I won't go through the steps of setting up the architecture. I'll cover that in a future tutorial. For now, I assume you have ActiveMQ running, the Camel JARs downloaded, and your Scala development environment ready to go. Now on to the code.

There are only two Scala classes needed. The first component is the Scala class that defines our Camel routes. We have a single route that routes incoming files to a JMS consumer. Here's our Camel route definition in Scala.
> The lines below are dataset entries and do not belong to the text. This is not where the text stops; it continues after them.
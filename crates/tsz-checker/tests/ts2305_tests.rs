//! Tests for TS2305 emission ("Module has no exported member")
//!
//! These tests verify that named imports report TS2305 when the resolved
//! module does not export the requested symbol.

use crate::checker::context::CheckerOptions;
use crate::checker::state::CheckerState;
use crate::test_fixtures::{merge_shared_lib_symbols, setup_lib_contexts};
use rustc_hash::{FxHashMap, FxHashSet};
use std::sync::Arc;
use tsz_binder::BinderState;
use tsz_parser::parser::ParserState;
use tsz_solver::TypeInterner;

#[test]
fn test_ts2305_emitted_for_missing_export_in_resolved_module() {
    let mut parser_a = ParserState::new(
        "a.ts".to_string(),
        "import { missing } from \"./foo\";".to_string(),
    );
    let root_a = parser_a.parse_source_file();
    let mut binder_a = BinderState::new();
    merge_shared_lib_symbols(&mut binder_a);
    binder_a.bind_source_file(parser_a.get_arena(), root_a);

    let mut parser_b = ParserState::new("foo.ts".to_string(), "export const base = 1;".to_string());
    let root_b = parser_b.parse_source_file();
    let mut binder_b = BinderState::new();
    merge_shared_lib_symbols(&mut binder_b);
    binder_b.bind_source_file(parser_b.get_arena(), root_b);

    let arena_a = Arc::new(parser_a.get_arena().clone());
    let arena_b = Arc::new(parser_b.get_arena().clone());
    let binder_a = Arc::new(binder_a);
    let binder_b = Arc::new(binder_b);

    let all_arenas = Arc::new(vec![Arc::clone(&arena_a), Arc::clone(&arena_b)]);
    let all_binders = Arc::new(vec![Arc::clone(&binder_a), Arc::clone(&binder_b)]);

    let types = TypeInterner::new();
    let mut checker = CheckerState::new(
        arena_a.as_ref(),
        binder_a.as_ref(),
        &types,
        "a.ts".to_string(),
        CheckerOptions::default(),
    );
    setup_lib_contexts(&mut checker);

    checker.ctx.set_all_arenas(all_arenas);
    checker.ctx.set_all_binders(all_binders);
    checker.ctx.set_current_file_idx(0);

    let mut resolved_module_paths: FxHashMap<(usize, String), usize> = FxHashMap::default();
    resolved_module_paths.insert((0, "./foo".to_string()), 1);
    checker
        .ctx
        .set_resolved_module_paths(Arc::new(resolved_module_paths));

    let mut resolved_modules: FxHashSet<String> = FxHashSet::default();
    resolved_modules.insert("./foo".to_string());
    checker.ctx.set_resolved_modules(resolved_modules);
    checker.ctx.report_unresolved_imports = true;

    checker.check_source_file(root_a);

    let ts2305_errors: Vec<_> = checker
        .ctx
        .diagnostics
        .iter()
        .filter(|d| d.code == 2305)
        .collect();
    assert!(
        !ts2305_errors.is_empty(),
        "Expected TS2305 error for missing export, got: {:?}",
        checker.ctx.diagnostics
    );
}
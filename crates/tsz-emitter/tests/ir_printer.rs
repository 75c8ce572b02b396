use super::*;
use crate::transforms::ir::IRGeneratorCase;

#[test]
fn test_emit_literals() {
    assert_eq!(IRPrinter::emit_to_string(&IRNode::number("42")), "42");
    assert_eq!(
        IRPrinter::emit_to_string(&IRNode::string("hello")),
        "\"hello\""
    );
    assert_eq!(
        IRPrinter::emit_to_string(&IRNode::BooleanLiteral(true)),
        "true"
    );
    assert_eq!(
        IRPrinter::emit_to_string(&IRNode::BooleanLiteral(false)),
        "false"
    );
    assert_eq!(IRPrinter::emit_to_string(&IRNode::NullLiteral), "null");
    assert_eq!(IRPrinter::emit_to_string(&IRNode::Undefined), "void 0");
}

#[test]
fn test_emit_identifiers() {
    assert_eq!(IRPrinter::emit_to_string(&IRNode::id("foo")), "foo");
    assert_eq!(IRPrinter::emit_to_string(&IRNode::this()), "this");
    assert_eq!(IRPrinter::emit_to_string(&IRNode::this_captured()), "_this");
}

#[test]
fn test_emit_binary_expr() {
    let expr = IRNode::binary(IRNode::id("a"), "+", IRNode::number("1"));
    assert_eq!(IRPrinter::emit_to_string(&expr), "a + 1");

    let assign = IRNode::assign(IRNode::id("x"), IRNode::number("42"));
    assert_eq!(IRPrinter::emit_to_string(&assign), "x = 42");
}

#[test]
fn test_emit_call_expr() {
    let call = IRNode::call(IRNode::id("foo"), vec![]);
    assert_eq!(IRPrinter::emit_to_string(&call), "foo()");

    let call_args = IRNode::call(
        IRNode::id("bar"),
        vec![IRNode::number("1"), IRNode::string("test")],
    );
    assert_eq!(IRPrinter::emit_to_string(&call_args), "bar(1, \"test\")");
}

#[test]
fn test_emit_property_access() {
    let prop = IRNode::prop(IRNode::id("obj"), "prop");
    assert_eq!(IRPrinter::emit_to_string(&prop), "obj.prop");

    let chained = IRNode::prop(IRNode::prop(IRNode::id("a"), "b"), "c");
    assert_eq!(IRPrinter::emit_to_string(&chained), "a.b.c");
}

#[test]
fn test_emit_element_access() {
    let elem = IRNode::elem(IRNode::id("arr"), IRNode::number("0"));
    assert_eq!(IRPrinter::emit_to_string(&elem), "arr[0]");
}

#[test]
fn test_emit_var_decl() {
    let decl = IRNode::var_decl("x", None);
    assert_eq!(IRPrinter::emit_to_string(&decl), "var x;");

    let decl_init = IRNode::var_decl("y", Some(IRNode::number("42")));
    assert_eq!(IRPrinter::emit_to_string(&decl_init), "var y = 42;");
}

#[test]
fn test_emit_return_statement() {
    let ret = IRNode::ret(None);
    assert_eq!(IRPrinter::emit_to_string(&ret), "return;");

    let ret_val = IRNode::ret(Some(IRNode::number("42")));
    assert_eq!(IRPrinter::emit_to_string(&ret_val), "return 42;");
}

#[test]
fn test_emit_function_decl() {
    let func = IRNode::func_decl(
        "foo",
        vec![IRParam::new("x")],
        vec![IRNode::ret(Some(IRNode::id("x")))],
    );
    let output = IRPrinter::emit_to_string(&func);
    assert!(output.contains("function foo(x)"));
    assert!(output.contains("return x;"));
}

#[test]
fn test_emit_function_expr() {
    let func = IRNode::func_expr(None, vec![], vec![IRNode::ret(Some(IRNode::number("42")))]);
    let output = IRPrinter::emit_to_string(&func);
    assert!(output.contains("function ()"));
    assert!(output.contains("return 42;"));
}

#[test]
fn test_emit_es5_class_iife() {
    let class = IRNode::ES5ClassIIFE {
        name: "Point".to_string(),
        base_class: None,
        body: vec![
            IRNode::func_decl(
                "Point",
                vec![IRParam::new("x")],
                vec![IRNode::expr_stmt(IRNode::assign(
                    IRNode::prop(IRNode::this(), "x"),
                    IRNode::id("x"),
                ))],
            ),
            IRNode::ret(Some(IRNode::id("Point"))),
        ],
        weakmap_decls: vec![],
        weakmap_inits: vec![],
    };

    let output = IRPrinter::emit_to_string(&class);
    assert!(output.contains("var Point = /** @class */ (function ()"));
    assert!(output.contains("function Point(x)"));
    assert!(output.contains("this.x = x"));
    assert!(output.contains("return Point;"));
}

#[test]
fn test_emit_es5_class_with_extends() {
    let class = IRNode::ES5ClassIIFE {
        name: "Child".to_string(),
        base_class: Some(Box::new(IRNode::id("Parent"))),
        body: vec![
            IRNode::ExtendsHelper {
                class_name: "Child".to_string(),
            },
            IRNode::func_decl("Child", vec![], vec![]),
            IRNode::ret(Some(IRNode::id("Child"))),
        ],
        weakmap_decls: vec![],
        weakmap_inits: vec![],
    };

    let output = IRPrinter::emit_to_string(&class);
    assert!(output.contains("(function (_super)"));
    assert!(output.contains("__extends(Child, _super)"));
    assert!(output.contains("}(Parent))"));
}

#[test]
fn test_emit_generator_body_simple() {
    let generator_body = IRNode::GeneratorBody {
        has_await: false,
        cases: vec![IRGeneratorCase {
            label: 0,
            statements: vec![IRNode::ret(Some(IRNode::GeneratorOp {
                opcode: 2,
                value: None,
                comment: Some("return".to_string()),
            }))],
        }],
    };

    let output = IRPrinter::emit_to_string(&generator_body);
    assert!(output.contains("return __generator(this, function (_a)"));
    assert!(output.contains("[2 /*return*/]"));
}

#[test]
fn test_emit_awaiter_call() {
    let awaiter = IRNode::AwaiterCall {
        this_arg: Box::new(IRNode::this()),
        generator_body: Box::new(IRNode::GeneratorBody {
            has_await: false,
            cases: vec![IRGeneratorCase {
                label: 0,
                statements: vec![IRNode::ret(Some(IRNode::GeneratorOp {
                    opcode: 2,
                    value: None,
                    comment: Some("return".to_string()),
                }))],
            }],
        }),
    };

    let output = IRPrinter::emit_to_string(&awaiter);
    assert!(output.contains("return __awaiter(this, void 0, void 0, function ()"));
}

#[test]
fn test_emit_private_field_get() {
    let get = IRNode::PrivateFieldGet {
        receiver: Box::new(IRNode::this()),
        weakmap_name: "_Foo_bar".to_string(),
    };

    let output = IRPrinter::emit_to_string(&get);
    assert_eq!(output, "__classPrivateFieldGet(this, _Foo_bar, \"f\")");
}

#[test]
fn test_emit_private_field_set() {
    let set = IRNode::PrivateFieldSet {
        receiver: Box::new(IRNode::this()),
        weakmap_name: "_Foo_bar".to_string(),
        value: Box::new(IRNode::number("42")),
    };

    let output = IRPrinter::emit_to_string(&set);
    assert_eq!(output, "__classPrivateFieldSet(this, _Foo_bar, 42, \"f\")");
}

#[test]
fn test_emit_string_escaping() {
    let str_lit = IRNode::string("hello\nworld");
    assert_eq!(IRPrinter::emit_to_string(&str_lit), "\"hello\\nworld\"");

    let str_quotes = IRNode::string("say \"hi\"");
    assert_eq!(IRPrinter::emit_to_string(&str_quotes), "\"say \\\"hi\\\"\"");
}

#[test]
fn test_nested_sequence_respects_namespace_skip_indent() {
    let seq = IRNode::Sequence(vec![
        IRNode::Raw("x;".to_string()),
        IRNode::NamespaceIIFE {
            name: "N".to_string(),
            name_parts: vec!["N".to_string()],
            body: vec![],
            is_exported: false,
            attach_to_exports: false,
            should_declare_var: false,
            parent_name: None,
            param_name: None,
            skip_sequence_indent: true,
        },
    ]);
    let mut printer = IRPrinter::new();
    printer.set_indent_level(1);
    printer.emit(&IRNode::expr_stmt(seq));
    let output = printer.get_output().to_string();

    assert!(
        output.contains("x;\n(function (N)"),
        "namespace IIFE should not be extra-indented inside nested Sequence. Got:\n{output}"
    );
}
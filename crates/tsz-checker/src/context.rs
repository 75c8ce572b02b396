//! Checker Context
//!
//! Holds the shared state used throughout the type checking process.
//! This separates state from logic, allowing specialized checkers (expressions, statements)
//! to borrow the context mutably.

use rustc_hash::{FxHashMap, FxHashSet};
use std::cell::{Cell, RefCell};
use std::collections::VecDeque;
use std::rc::Rc;
use std::sync::Arc;
use tracing::trace;

use crate::control_flow::FlowGraph;
use crate::module_resolution::module_specifier_candidates;
use crate::types::diagnostics::Diagnostic;
use tsz_binder::SymbolId;
use tsz_parser::parser::NodeIndex;
use tsz_solver::def::{DefId, DefinitionStore};
use tsz_solver::{PropertyInfo, QueryDatabase, TypeEnvironment, TypeId, judge::JudgeConfig};

// Re-export CheckerOptions and ScriptTarget from tsz-common
use tsz_binder::BinderState;
pub use tsz_common::checker_options::CheckerOptions;
pub use tsz_common::common::ScriptTarget;
use tsz_parser::parser::node::NodeArena;
use tsz_parser::parser::syntax_kind_ext;

/// Represents a failed module resolution with specific error details.
#[derive(Clone, Debug)]
pub struct ResolutionError {
    pub code: u32,
    pub message: String,
}

/// Info about the enclosing class for static member suggestions and abstract property checks.
#[derive(Clone, Debug)]
pub struct EnclosingClassInfo {
    /// Name of the class.
    pub name: String,
    /// Node index for the class declaration.
    pub class_idx: NodeIndex,
    /// Member node indices for symbol lookup.
    pub member_nodes: Vec<NodeIndex>,
    /// Whether we're in a constructor (for error 2715 checking).
    pub in_constructor: bool,
    /// Whether this is a `declare class` (ambient context for error 1183).
    pub is_declared: bool,
    /// Whether we're in a static property initializer (for TS17011 checking).
    pub in_static_property_initializer: bool,
    /// Whether we're in a static method context.
    pub in_static_method: bool,
    /// Whether any super() call appeared while checking the current constructor body.
    pub has_super_call_in_current_constructor: bool,
    /// Cached instance `this` type for members of this class.
    pub cached_instance_this_type: Option<TypeId>,
    /// Names of the class's own type parameters (for TS2302 checking in static members).
    pub type_param_names: Vec<String>,
}
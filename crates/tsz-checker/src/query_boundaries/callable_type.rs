use tsz_solver::{CallableShape, TypeDatabase, TypeId};

pub(crate) fn call_signatures(
    db: &dyn TypeDatabase,
    type_id: TypeId,
) -> Option<Vec<tsz_solver::CallSignature>> {
    tsz_solver::type_queries::get_call_signatures(db, type_id)
}

pub(crate) fn callable_shape_for_type(
    db: &dyn TypeDatabase,
    type_id: TypeId,
) -> Option<std::sync::Arc<CallableShape>> {
    tsz_solver::type_queries::get_callable_shape(db, type_id)
}

pub(crate) fn has_call_signatures(db: &dyn TypeDatabase, type_id: TypeId) -> bool {
    tsz_solver::type_queries::has_call_signatures(db, type_id)
}
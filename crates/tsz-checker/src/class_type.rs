//! Class Type Resolution Module
//!
//! This module contains class and constructor type resolution methods for CheckerState
//! as part of the Phase 2 architecture refactoring (god object decomposition).
//!
//! # Extracted Functions (~1,163 lines from state.rs)
//!
//! - `get_class_instance_type` - Entry point with cycle detection
//! - `get_class_instance_type_inner` - Main implementation (~682 lines)
//! - `get_class_constructor_type` - Constructor/static side type (~469 lines)
//!
//! # Responsibilities
//!
//! - Instance type construction (properties, methods, accessors)
//! - Base class inheritance merging
//! - Interface implementation merging
//! - Index signature handling
//! - Private brand property generation for nominal typing
//! - Constructor type construction (static members, construct signatures)
//! - Constructor accessibility tracking (private/protected)
//! - Abstract class tracking

use crate::query_boundaries::class_type::{
    callable_shape_for_type, construct_signatures_for_type, object_shape_for_type,
};
use crate::state::{CheckerState, MemberAccessLevel};
use rustc_hash::{FxHashMap, FxHashSet};
use tsz_binder::SymbolId;
use tsz_binder::symbol_flags;
use tsz_common::interner::Atom;
use tsz_parser::parser::NodeIndex;
use tsz_parser::parser::syntax_kind_ext;
use tsz_scanner::SyntaxKind;
use tsz_solver::types::{ParamInfo, TypePredicate, Visibility};
use tsz_solver::visitor::is_template_literal_type;
use tsz_solver::{
    CallSignature, CallableShape, IndexSignature, ObjectFlags, ObjectShape, PropertyInfo, TypeId,
    TypeLowering, TypeParamInfo, TypeSubstitution, instantiate_type,
};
import org.apache.camel.scala.dsl.builder.RouteBuilder
import org.apache.camel.model.dataformat.BindyType

class JmsRoutes extends RouteBuilder {
    "file://incoming" --> "activemq:queue:test.queue"
}


The second component in the application is the JMS consumer. This consumer simply blocks, waiting for a file to arrive in a directory named "incoming". Here's the code for the JMS message consumer.

import javax.jms.ConnectionFactory
import org.apache.camel.CamelContext
import org.apache.camel.ConsumerTemplate
import org.apache.camel.impl.DefaultCamelContext
import org.apache.camel.component.jms.JmsComponent
import org.apache.activemq.ActiveMQConnectionFactory

object JmsConsumer {
    def main(args : Array[String]) {
        val connectionFactory = new ActiveMQConnectionFactory("vm://localhost?broker.persistent=false")
        val context = new DefaultCamelContext()

        context.addComponent("activemq", JmsComponent.jmsComponentAutoAcknowledge(connectionFactory))

        context.addRoutes(new JmsRoutes())

        val consumerTemplate = context.createConsumerTemplate()

        context.start()
       
        consumerTemplate.receive("activemq:queue:test.queue")

        println("received message")
       
        context.stop()
    }
}



This shows how simple it is to use Camel for routing messages in a Scala application. I like the expressiveness of the routing syntax. Camel is a very powerful integration framework, and yet it's extremely easy to use.